Try it: Among the entries below, find every line that contains the string "source", then copy it.

Task material:
//! Account Errors

use salvo::http::StatusError;
use tracing::error;

use flames_app::domain::accounts::AccountsServiceError;

pub(crate) fn into_status_error(error: AccountsServiceError) -> StatusError {
    match error {
        AccountsServiceError::AlreadyExists => {
            StatusError::bad_request().brief("Email already registered")
        }
        AccountsServiceError::InvalidCredentials => {
            StatusError::unauthorized().brief("Invalid credentials")
        }
        AccountsServiceError::InvalidOtp => {
            StatusError::bad_request().brief("Invalid or expired OTP")
        }
        AccountsServiceError::InvalidReference
        | AccountsServiceError::MissingRequiredData
        | AccountsServiceError::InvalidData => {
            StatusError::bad_request().brief("Invalid account details")
        }
        AccountsServiceError::NotFound => StatusError::not_found().brief("User not found"),
        AccountsServiceError::Sql(source) => {
            error!("account storage error: {source}");

            StatusError::internal_server_error()
        }
    }
}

Your solution:
        AccountsServiceError::Sql(source) => {
            error!("account storage error: {source}");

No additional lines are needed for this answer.